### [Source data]

━━━━━━━━━━━━━━━━

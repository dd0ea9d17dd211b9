use serde::{Deserialize, Serialize};
use std::fmt;
use std::time::Duration;

/// Complete configuration for one crawl job
#[derive(Debug, Clone, Serialize, Deserialize)]
pub struct CrawlConfig {
    pub crawl: CrawlSettings,

    #[serde(default)]
    pub retry: RetrySettings,

    #[serde(default)]
    pub rendered: RenderedOptions,
}

impl CrawlConfig {
    /// Builds a configuration with defaults for everything except the start URL
    pub fn for_start_url(start_url: impl Into<String>) -> Self {
        Self {
            crawl: CrawlSettings::new(start_url),
            retry: RetrySettings::default(),
            rendered: RenderedOptions::default(),
        }
    }
}

/// Which fetch strategy a job uses
#[derive(Debug, Clone, Copy, PartialEq, Eq, Hash, Default, Serialize, Deserialize)]
#[serde(rename_all = "lowercase")]
pub enum CrawlMode {
    /// Plain HTTP fetch, no script execution
    #[default]
    #[serde(alias = "fast")]
    Static,

    /// Headless browser fetch with script execution
    #[serde(alias = "js")]
    Rendered,
}

impl CrawlMode {
    pub fn as_str(&self) -> &'static str {
        match self {
            Self::Static => "static",
            Self::Rendered => "rendered",
        }
    }
}

impl fmt::Display for CrawlMode {
    fn fmt(&self, f: &mut fmt::Formatter<'_>) -> fmt::Result {
        f.write_str(self.as_str())
    }
}

/// Traversal bounds and request identity
#[derive(Debug, Clone, Serialize, Deserialize)]
pub struct CrawlSettings {
    /// Page the crawl starts from (depth 0)
    #[serde(rename = "start-url")]
    pub start_url: String,

    #[serde(default)]
    pub mode: CrawlMode,

    /// Maximum link distance from the start URL
    #[serde(rename = "max-depth", default = "default_max_depth")]
    pub max_depth: u32,

    /// Maximum number of pages committed per run
    #[serde(rename = "max-pages", default = "default_max_pages")]
    pub max_pages: usize,

    /// Maximum number of fetches in flight at once
    #[serde(rename = "concurrency-limit", default = "default_concurrency_limit")]
    pub concurrency_limit: usize,

    /// Pause applied after every completed fetch
    #[serde(
        rename = "politeness-delay-seconds",
        default = "default_politeness_delay"
    )]
    pub politeness_delay_seconds: f64,

    #[serde(rename = "user-agent", default = "default_user_agent")]
    pub user_agent: String,

    #[serde(rename = "respect-robots", default = "default_true")]
    pub respect_robots: bool,

    /// Per-request timeout for the static strategy
    #[serde(rename = "timeout-seconds", default = "default_timeout_seconds")]
    pub timeout_seconds: u64,

    /// Only the first N internal links of each page are followed
    #[serde(rename = "max-links-per-page", default)]
    pub max_links_per_page: Option<usize>,
}

impl CrawlSettings {
    pub fn new(start_url: impl Into<String>) -> Self {
        Self {
            start_url: start_url.into(),
            mode: CrawlMode::default(),
            max_depth: default_max_depth(),
            max_pages: default_max_pages(),
            concurrency_limit: default_concurrency_limit(),
            politeness_delay_seconds: default_politeness_delay(),
            user_agent: default_user_agent(),
            respect_robots: true,
            timeout_seconds: default_timeout_seconds(),
            max_links_per_page: None,
        }
    }

    pub fn politeness_delay(&self) -> Duration {
        Duration::from_secs_f64(self.politeness_delay_seconds.max(0.0))
    }

    pub fn timeout(&self) -> Duration {
        Duration::from_secs(self.timeout_seconds)
    }
}

/// Backoff parameters for transient fetch failures
#[derive(Debug, Clone, Serialize, Deserialize)]
pub struct RetrySettings {
    #[serde(rename = "max-attempts", default = "default_max_attempts")]
    pub max_attempts: u32,

    #[serde(rename = "initial-backoff-ms", default = "default_initial_backoff_ms")]
    pub initial_backoff_ms: u64,

    #[serde(rename = "max-backoff-ms", default = "default_max_backoff_ms")]
    pub max_backoff_ms: u64,
}

impl Default for RetrySettings {
    fn default() -> Self {
        Self {
            max_attempts: default_max_attempts(),
            initial_backoff_ms: default_initial_backoff_ms(),
            max_backoff_ms: default_max_backoff_ms(),
        }
    }
}

/// Screenshot area for rendered captures
#[derive(Debug, Clone, Copy, PartialEq, Eq, Default, Serialize, Deserialize)]
#[serde(rename_all = "lowercase")]
pub enum ScreenshotType {
    #[default]
    Viewport,
    #[serde(alias = "full-page")]
    Fullpage,
}

/// Page lifecycle point a rendered fetch waits for after navigation
#[derive(Debug, Clone, Copy, PartialEq, Eq, Default, Serialize, Deserialize)]
#[serde(rename_all = "lowercase")]
pub enum WaitUntil {
    Load,
    #[serde(alias = "dom-content-loaded", alias = "dom-ready")]
    DomContentLoaded,
    #[default]
    #[serde(alias = "network-idle")]
    NetworkIdle,
}

#[derive(Debug, Clone, Copy, PartialEq, Eq, Serialize, Deserialize)]
pub struct Viewport {
    pub width: u32,
    pub height: u32,
}

impl Default for Viewport {
    fn default() -> Self {
        Self {
            width: 1920,
            height: 1080,
        }
    }
}

/// Options that only apply to the rendered strategy
#[derive(Debug, Clone, Serialize, Deserialize)]
pub struct RenderedOptions {
    #[serde(default = "default_true")]
    pub headless: bool,

    #[serde(rename = "capture-screenshot", default)]
    pub capture_screenshot: bool,

    #[serde(rename = "screenshot-type", default)]
    pub screenshot_type: ScreenshotType,

    #[serde(default)]
    pub viewport: Viewport,

    #[serde(rename = "wait-until", default)]
    pub wait_until: WaitUntil,

    /// Upper bound for one whole rendered fetch
    #[serde(rename = "timeout-ms", default = "default_render_timeout_ms")]
    pub timeout_ms: u64,

    /// CDP resource types (e.g. "image", "font", "media") aborted before they load
    #[serde(
        rename = "blocked-resource-types",
        default = "default_blocked_resource_types"
    )]
    pub blocked_resource_types: Vec<String>,

    /// Hydration pause after the wait condition is met
    #[serde(rename = "settle-ms", default = "default_settle_ms")]
    pub settle_ms: u64,

    #[serde(rename = "wait-for-selector", default)]
    pub wait_for_selector: Option<String>,

    #[serde(
        rename = "readiness-min-text-length",
        default = "default_readiness_min_text_length"
    )]
    pub readiness_min_text_length: usize,

    #[serde(
        rename = "readiness-timeout-ms",
        default = "default_readiness_timeout_ms"
    )]
    pub readiness_timeout_ms: u64,

    /// Browser binary; falls back to CHROMIUM_PATH and well-known install paths
    #[serde(rename = "executable-path", default)]
    pub executable_path: Option<String>,
}

impl Default for RenderedOptions {
    fn default() -> Self {
        Self {
            headless: true,
            capture_screenshot: false,
            screenshot_type: ScreenshotType::default(),
            viewport: Viewport::default(),
            wait_until: WaitUntil::default(),
            timeout_ms: default_render_timeout_ms(),
            blocked_resource_types: default_blocked_resource_types(),
            settle_ms: default_settle_ms(),
            wait_for_selector: None,
            readiness_min_text_length: default_readiness_min_text_length(),
            readiness_timeout_ms: default_readiness_timeout_ms(),
            executable_path: None,
        }
    }
}

impl RenderedOptions {
    pub fn timeout(&self) -> Duration {
        Duration::from_millis(self.timeout_ms)
    }

    pub fn settle(&self) -> Duration {
        Duration::from_millis(self.settle_ms)
    }

    pub fn readiness_timeout(&self) -> Duration {
        Duration::from_millis(self.readiness_timeout_ms)
    }
}

fn default_true() -> bool {
    true
}

fn default_max_depth() -> u32 {
    3
}

fn default_max_pages() -> usize {
    1000
}

fn default_concurrency_limit() -> usize {
    10
}

fn default_politeness_delay() -> f64 {
    1.0
}

fn default_user_agent() -> String {
    "SEO-SaaS-Bot/1.0".to_string()
}

fn default_timeout_seconds() -> u64 {
    30
}

fn default_max_attempts() -> u32 {
    3
}

fn default_initial_backoff_ms() -> u64 {
    2000
}

fn default_max_backoff_ms() -> u64 {
    10_000
}

fn default_render_timeout_ms() -> u64 {
    30_000
}

fn default_blocked_resource_types() -> Vec<String> {
    vec!["image".to_string(), "font".to_string(), "media".to_string()]
}

fn default_settle_ms() -> u64 {
    3000
}

fn default_readiness_min_text_length() -> usize {
    100
}

fn default_readiness_timeout_ms() -> u64 {
    5000
}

━━━━━━━━━━━━━━━━

### [Your task]
Where a line above holds the word "ScreenshotType", copy it.

### [Reply to the exercise]
pub enum ScreenshotType {
    pub screenshot_type: ScreenshotType,
            screenshot_type: ScreenshotType::default(),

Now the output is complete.